Uzun zamandan beri bütün Kürt topluluklarını/guruplarını bir araya getirerek “Kürt birliğini” sağlayıp “Büyük Kürdistan’ın kuruluşuna zemin” hazırlamak için Ortadoğu’da uluslararası bir “Kürt Konferansı” toplamak istenmiştir.
Öcalan’da 1992’den beri Türkiye/İran/Irak/Suriye Kürtlerini birleştirmek için Kürt Konferansı önermiş ve Büyük Kürdistan’ın kuruluşu için bunun ön şart olduğunu söylemiştir.
Ne var ki dünya güç odakları arasındaki uyuşmazlıklar, buna bağlı olarak Ortadoğu’nun sürekli değişen siyasi dengeleri, enerji kaynakları ve nakil hatlarının kontrolü konusunda küresel hesaplardan kaynaklanan çatışmalarda her kesimin “Kürt kartını kullanmak isteğinin doğurduğu engellerden dolayı” böyle bir konferansın toplanması bugüne kadar mümkün olamamıştı.
Ancak görüyoruz ki bu çatışmalar/anlaşmazlıklar ve Kürtler arsındaki kan davaları “Büyük Biraderin duruma el koyması ile şimdilik dondurulmuş” görünmektedir.
Zira “Öcalan’ın önerisi, Barzani’nin çağrısı” ile bütün Kürt guruplarının katılacağı açıklanan “Uluslararası bir Kürt Konferansının 24 Ağustos 2013’de Erbil’de toplanmasına karar verilmiştir.”
Gaflet içinde olan Türkiye, “Egemenlik haklarının tartışılacağı aşikâr olan bu Kürt konferansı” için Barzani tarafından gelen daveti maalesef kabul etmiştir.
Üstelik Kürt Konferansında “Devletlerin toprak bütünlüğü ve siyasi egemenlik hakları ile ilgili herhangi bir talebin/tecavüzün olmayacağına dair” İran’a, sanki Türkiye tertipliyormuş gibi güvence verdiği siyasi kulislerde konuşulmaktadır.
Dahası Suriye’nin Kuzeyinde özerklik ilan etmiş PKK terör örgütü temsilcisi Salih Müslim, Türkiye’de resmi devlet temsilcisi gibi konuk edilip bu konferansta neler konuşulacağı konusu görüşülmüş, küresel bir terörist ile mutabakat aranmıştır.
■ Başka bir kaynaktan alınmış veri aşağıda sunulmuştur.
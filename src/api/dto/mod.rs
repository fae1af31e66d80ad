//! Data Transfer Objects for request parameter extraction.

pub mod journal_dto;

pub use journal_dto::*;
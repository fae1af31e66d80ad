//! access-journal server entry point.
//!
//! Builds the metrics registry and journal backend, then serves the Axum
//! router until the process is killed.

use anyhow::Context;
use tower_http::trace::TraceLayer;
use tracing_subscriber::EnvFilter;

use access_journal::api;
use access_journal::app_state::AppState;
use access_journal::config::{JournalConfig, LogFormat};
use access_journal::metrics::HttpMetrics;
use access_journal::persistence::JournalStore;

#[tokio::main]
async fn main() -> anyhow::Result<()> {
    let config = JournalConfig::from_env().context("invalid LISTEN_ADDR")?;

    // Initialize tracing
    let filter = EnvFilter::try_from_default_env().unwrap_or_else(|_| EnvFilter::new("info"));
    match config.log_format {
        LogFormat::Json => tracing_subscriber::fmt()
            .json()
            .with_env_filter(filter)
            .init(),
        LogFormat::Text => tracing_subscriber::fmt().with_env_filter(filter).init(),
    }

    tracing::info!(storage = %config.storage, addr = %config.listen_addr, "starting access-journal");

    let metrics = HttpMetrics::new().context("failed to register metrics")?;
    let journal = JournalStore::from_config(&config)
        .await
        .context("failed to open journal storage")?;
    if journal.is_none() {
        tracing::warn!(storage = %config.storage, "unknown STORAGE value; /user will not record anything");
    }

    let app = api::build_router(AppState::new(journal, metrics)).layer(TraceLayer::new_for_http());

    let listener = tokio::net::TcpListener::bind(config.listen_addr)
        .await
        .with_context(|| format!("failed to bind {}", config.listen_addr))?;
    tracing::info!(addr = %config.listen_addr, "server listening");

    axum::serve(listener, app).await?;

    Ok(())
}
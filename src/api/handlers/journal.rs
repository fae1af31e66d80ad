//! The journal route: record or list accesses by name.

use axum::extract::State;
use axum::http::{Method, StatusCode};
use axum::response::{IntoResponse, Response};

use crate::api::dto::{FormName, NameParams};
use crate::app_state::AppState;
use crate::domain::AccessRecord;
use crate::error::JournalError;

/// `GET|POST /user` — Journal an access, or list a name's accesses.
///
/// POST stores `(name, now)` in the active backend. GET returns the stored
/// timestamps one per line, which only the SQLite backend supports.
///
/// # Errors
///
/// Returns [`JournalError::MissingName`] for a POST without a name,
/// [`JournalError::NotImplemented`] for a GET on the file backend, and
/// storage errors as 500.
#[utoipa::path(
    method(get, post),
    path = "/user",
    tag = "Journal",
    summary = "Record or list accesses",
    params(NameParams),
    request_body(
        content = NameParams,
        content_type = "application/x-www-form-urlencoded",
        description = "POST form; `multipart/form-data` is accepted as well",
    ),
    responses(
        (status = 200, description = "Access recorded, or timestamps joined by newlines", body = String),
        (status = 417, description = "POST without a name", body = String),
        (status = 500, description = "Storage failure", body = String),
        (status = 501, description = "Listing is not supported by the file backend", body = String),
    )
)]
pub async fn log_access(
    State(state): State<AppState>,
    method: Method,
    FormName(name): FormName,
) -> Result<Response, JournalError> {
    let Some(store) = state.journal.as_ref() else {
        tracing::warn!("journal disabled by STORAGE setting; request ignored");
        return Ok(StatusCode::OK.into_response());
    };

    match method {
        Method::POST => {
            let record = AccessRecord::now(name)?;
            store.append(&record).await?;
            tracing::info!(name = %record.name(), backend = store.kind(), "added to journal");
            Ok(StatusCode::OK.into_response())
        }
        Method::GET => {
            let timestamps = store.list(&name).await?;
            tracing::info!(%name, entries = timestamps.len(), "showing journal");
            Ok((StatusCode::OK, timestamps.join("\n")).into_response())
        }
        _ => Err(JournalError::NotImplemented("this method")),
    }
}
Nasıl takdim edilirse edilsin herkes şunu çok iyi bilmelidir ki bu “Kürt Konferansı, İran/Irak/Suriye elbette Türkiye’nin de siyasi egemenliğinin ve toprak bütünlüğünün tartışmaya açılacağı/tartışılacağı” bir toplantı olacaktır.
Hem de Türkiye’nin katılımı, hamiliği ve koruması altında….
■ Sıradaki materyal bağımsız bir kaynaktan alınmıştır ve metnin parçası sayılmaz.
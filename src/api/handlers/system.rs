//! System endpoints: Prometheus exposition.

use axum::extract::State;
use axum::http::{StatusCode, header};
use axum::response::IntoResponse;

use crate::app_state::AppState;
use crate::error::JournalError;

/// `GET /metrics` — Current metrics in the Prometheus text format.
///
/// # Errors
///
/// Returns [`JournalError::Metrics`] if encoding fails.
#[utoipa::path(
    get,
    path = "/metrics",
    tag = "System",
    summary = "Prometheus metrics",
    description = "Request counters and latency histograms since process start.",
    responses(
        (status = 200, description = "Text exposition format", body = String, content_type = "text/plain"),
    )
)]
pub async fn metrics_handler(
    State(state): State<AppState>,
) -> Result<impl IntoResponse, JournalError> {
    let body = state.metrics.render()?;
    Ok((
        StatusCode::OK,
        [(header::CONTENT_TYPE, state.metrics.content_type())],
        body,
    ))
}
Tıpkı “Osmanlı azınlıklarının haklarını” konuşmak gerekçesiyle toplanan ancak her alanda Osmanlı egemenlik haklarının ve toprak bütünlüğünün uluslararası tartışmaya açıldığı “1876 İstanbul Tersane Konferansı” gibi…
Çok iyi biliyoruz ki tarih, ibret almadığımız için tekrar etmektedir
Diyelim ki dün “azınlık haklarını” konuşmak için toplanmak zorunluydu ve Osmanlı bu yöndeki baskılardan kurtulmak için bir konferans toplanmasına razı geldi.
Peki, AKP Hükümeti bugün hangi gerekçe ile bu ateşi avuçluyor ve ne elde etmeyi amaçlıyor dersiniz?
- Ortadoğu’ya lider olmuş “Tek millet, tek bayrak tek dili olan” bir Türkiye Cumhuriyeti yaratmak için mi?”
- “Anadolu ve Mezopotamya Türk-Kürt Konfederasyonun veya Federasyonunun ya da Büyük Kürdistan’ın kuruluşuna” ortam hazırlamak için mi?
Bana sorarsanız “parçalanarak küçültülmüş, kana ve ateşe boğulmuş harap bir Türkiye yaratmak için” derim/diyorum.
Ancak onlara sorarsanız “Büyük ve zengin bir Türkiye için” diyeceklerdir.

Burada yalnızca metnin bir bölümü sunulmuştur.